For the first point yes, I think that my bottleneck is Ostinato (CPU) and the phrase I wanted to put is the opposite, I want to say that the performance I would achieve with DPDK probably is not more bigger than I achieved with netmap or pf_ring or kernel drivers because these tests are near to 10Gbit wire rate. I have starting to tests DPDK yesterda.

I think in terms of Gbit because is my goal at this moment, saturate 10 Gbps network card, so I  am testing with large packets, in other moment and for other type of tests, I will test with 64 bytes packets and other patterns and sizes. I want to implement RFC 2544 and partially 2889. Also, I should make some functional testing.
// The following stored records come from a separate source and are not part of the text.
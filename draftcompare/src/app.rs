use std::time::Instant;

use crossterm::event::{KeyCode, KeyEvent, KeyModifiers};
use ratatui::layout::{Constraint, Layout, Margin, Rect};
use ratatui::style::Style;
use ratatui::widgets::Block;
use ratatui::Frame;
use tachyonfx::Duration;
use tracing::{debug, info};

use draftcompare_core::query::DEBUG_TOGGLE_CHAR;
use draftcompare_core::{CardCatalog, Intent, Mode, Session, ViewState};
use draftcompare_widgets::debug_corner::DebugCornerWidget;
use draftcompare_widgets::detail::{detail_popup, DETAIL_SIZE};
use draftcompare_widgets::hud::HudWidget;
use draftcompare_widgets::popup::centered_rect;
use draftcompare_widgets::theme::Theme;

use crate::effects::{self, FxManager};
use crate::input::{InputBatch, InputEvent};
use crate::screens::compare::CompareScreen;
use crate::screens::query::QueryScreen;
use crate::screens::Screen;

/// Widest the debug corner gets
const DEBUG_CORNER_WIDTH: u16 = 48;

/// Main application state
pub struct App<'c> {
    pub session: Session<'c>,
    pub tick: u64,
    pub fx: FxManager,
    tick_ms: u32,

    prev_mode: Option<Mode>,
    prev_view: ViewState,
    prev_detail: bool,
    prev_frozen: bool,
    /// Detail opened since the last frame; its rect is only known at render time
    reveal_detail: bool,

    hover: Option<(u16, u16)>,
    /// The last press only dismissed the overlay, so its release is ignored
    press_consumed: bool,

    // Screens
    query_screen: QueryScreen,
    compare_screen: CompareScreen,

    fps: f64,
    fps_frames: u32,
    fps_window: Instant,
}

impl<'c> App<'c> {
    pub fn new(catalog: &'c CardCatalog, view: ViewState, tick_ms: u32) -> Self {
        let session = Session::with_view(catalog, view);
        Self {
            prev_view: session.view,
            session,
            tick: 0,
            fx: FxManager::default(),
            tick_ms,
            prev_mode: None,
            prev_detail: false,
            prev_frozen: false,
            reveal_detail: false,
            hover: None,
            press_consumed: false,
            query_screen: QueryScreen::new(),
            compare_screen: CompareScreen::new(),
            fps: 0.0,
            fps_frames: 0,
            fps_window: Instant::now(),
        }
    }

    pub fn render(&mut self, frame: &mut Frame) {
        let area = frame.area();

        frame.render_widget(Block::default().style(Style::default().bg(Theme::BG)), area);

        let chunks = Layout::vertical([Constraint::Min(0), Constraint::Length(1)])
            .split(area.inner(Margin::new(1, 0)));
        let body = chunks[0].inner(Margin::new(0, 1));

        // No hover feedback under the overlay
        let hover = match self.session.detail() {
            Some(_) => None,
            None => self.hover,
        };
        match self.session.mode() {
            Mode::Query => self.query_screen.render(frame, body, &self.session, hover),
            Mode::Compare => self.compare_screen.render(frame, body, &self.session, hover),
        }

        let view = self.session.view;
        let hud = HudWidget::new(view.mode, view.caliber, view.metric, view.filter_key())
            .selected(self.session.selection().len())
            .frozen(self.session.is_frozen());
        frame.render_widget(hud, chunks[1]);

        let corner = DebugCornerWidget::new(&self.session.debug);
        let corner_height = corner.height().min(body.height);
        let corner_area = Rect::new(
            body.x,
            body.bottom() - corner_height,
            body.width.min(DEBUG_CORNER_WIDTH),
            corner_height,
        );
        frame.render_widget(corner, corner_area);

        if let Some(name) = self.session.detail() {
            if let Some(record) = self.session.catalog().get(name) {
                frame.render_widget(detail_popup(name, record), area);
            }
        }

        if self.reveal_detail {
            self.reveal_detail = false;
            let popup = centered_rect(DETAIL_SIZE.0, DETAIL_SIZE.1, area);
            self.fx
                .add_unique_effect("detail_reveal", effects::detail_reveal(popup));
        }

        // Apply all tachyonfx effects on top of rendered content
        let buf = frame.buffer_mut();
        self.fx
            .process_effects(Duration::from_millis(self.tick_ms), buf, area);

        self.fps_frames += 1;
    }

    /// Handle key event. Returns true if should quit.
    pub fn handle_key(&mut self, key: KeyEvent) -> bool {
        let ctrl = key.modifiers.contains(KeyModifiers::CONTROL);

        let intent = match key.code {
            KeyCode::Char('c') | KeyCode::Char('q') if ctrl => {
                info!("Quit requested");
                return true;
            }
            KeyCode::F(2) => Some(Intent::Freeze),
            KeyCode::Char(DEBUG_TOGGLE_CHAR) => Some(Intent::ToggleDebug),
            KeyCode::Enter => Some(Intent::RunComparison),
            KeyCode::Esc if self.session.detail().is_some() => Some(Intent::DismissDetail),
            KeyCode::Esc => Some(Intent::Clear),
            _ => match self.session.mode() {
                Mode::Query => self.query_screen.handle_key(key),
                Mode::Compare => self.compare_screen.handle_key(key),
            },
        };

        if let Some(intent) = intent {
            debug!(?intent, "Key intent");
            self.session.apply(intent);
        }
        false
    }

    /// Apply one tick's worth of input in arrival order. Returns true if should quit.
    pub fn handle_batch(&mut self, batch: InputBatch) -> bool {
        for event in batch {
            match event {
                InputEvent::Key(key) => {
                    if self.handle_key(key) {
                        return true;
                    }
                }
                InputEvent::Press(..) => {
                    self.press_consumed = self.session.pointer_pressed();
                }
                InputEvent::Release(column, row) => {
                    let consumed = std::mem::take(&mut self.press_consumed);
                    if consumed || self.session.detail().is_some() {
                        continue;
                    }
                    // Hit-test against what the user is looking at
                    self.session.refresh();
                    let intent = match self.session.mode() {
                        Mode::Query => self.query_screen.handle_release(column, row, &self.session),
                        Mode::Compare => {
                            self.compare_screen
                                .handle_release(column, row, &self.session)
                        }
                    };
                    if let Some(intent) = intent {
                        debug!(?intent, column, row, "Pointer intent");
                        self.session.apply(intent);
                    }
                }
                InputEvent::Hover(column, row) => self.hover = Some((column, row)),
            }
        }

        self.session.refresh();
        false
    }

    pub fn tick(&mut self) {
        let frozen = self.session.is_frozen();
        if frozen && !self.prev_frozen {
            self.fx.add_unique_effect("freeze", effects::freeze_fade());
        }
        self.prev_frozen = frozen;
        if frozen {
            return;
        }

        self.tick += 1;
        self.query_screen.tick = self.tick;

        // Detect mode changes and trigger transition effects
        let mode = self.session.mode();
        if self.prev_mode != Some(mode) {
            self.fx
                .add_unique_effect("screen_transition", effects::screen_transition());
            self.prev_mode = Some(mode);
        } else if mode == Mode::Compare && self.session.view != self.prev_view {
            self.fx.add_unique_effect(
                "table_refresh",
                effects::table_refresh(self.compare_screen.table_area()),
            );
        }
        self.prev_view = self.session.view;

        let detail = self.session.detail().is_some();
        if detail && !self.prev_detail {
            self.reveal_detail = true;
        }
        self.prev_detail = detail;

        self.update_fps();
        self.update_debug_corner();
    }

    fn update_fps(&mut self) {
        let elapsed = self.fps_window.elapsed().as_secs_f64();
        if elapsed >= 1.0 {
            self.fps = self.fps_frames as f64 / elapsed;
            self.fps_frames = 0;
            self.fps_window = Instant::now();
        }
    }

    fn update_debug_corner(&mut self) {
        let lines = [
            format!("frameCount: {}", self.tick),
            format!("fps: {:.1}", self.fps),
            format!(
                "results: {}  picked: {}",
                self.session.results().len(),
                self.session.selection().len()
            ),
            format!(
                "rows: {}  row: {}",
                self.session.table().rows().len(),
                self.session.row_cursor()
            ),
            format!("colors: {}", self.session.view.filter_key()),
        ];
        for (i, text) in lines.into_iter().enumerate() {
            self.session.debug.set_text(i, text);
        }
    }
}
My conclusion and the main idea I tried to explain to Srivats is that Ostinato performance is limited by CPU, multi threading probably improve it, even with the NIC congestion. For my current goal Ostinato is not the selected tool for performance testing due by this reason because in a future project and for improve the software it is an interesting field to work in it, I think.

Today I would try Moongen and T-rex packet generator for testing performance over DPDK, I start to use yesterday PKTGen but is a more difficult tool for me :S and for a few hours that I have for this point.

Thank you for the answer and I´m waiting for the Srivats point of view, probably busy with the 0.8 release :P Thank you Srivats again for Ostinato piece of software. I thought on implementing DPDK driver for Ostinato (for have also functional and performance testing) but I haven´t more time and at this moment I cant help with this topic. 

Best regards,
Mariano.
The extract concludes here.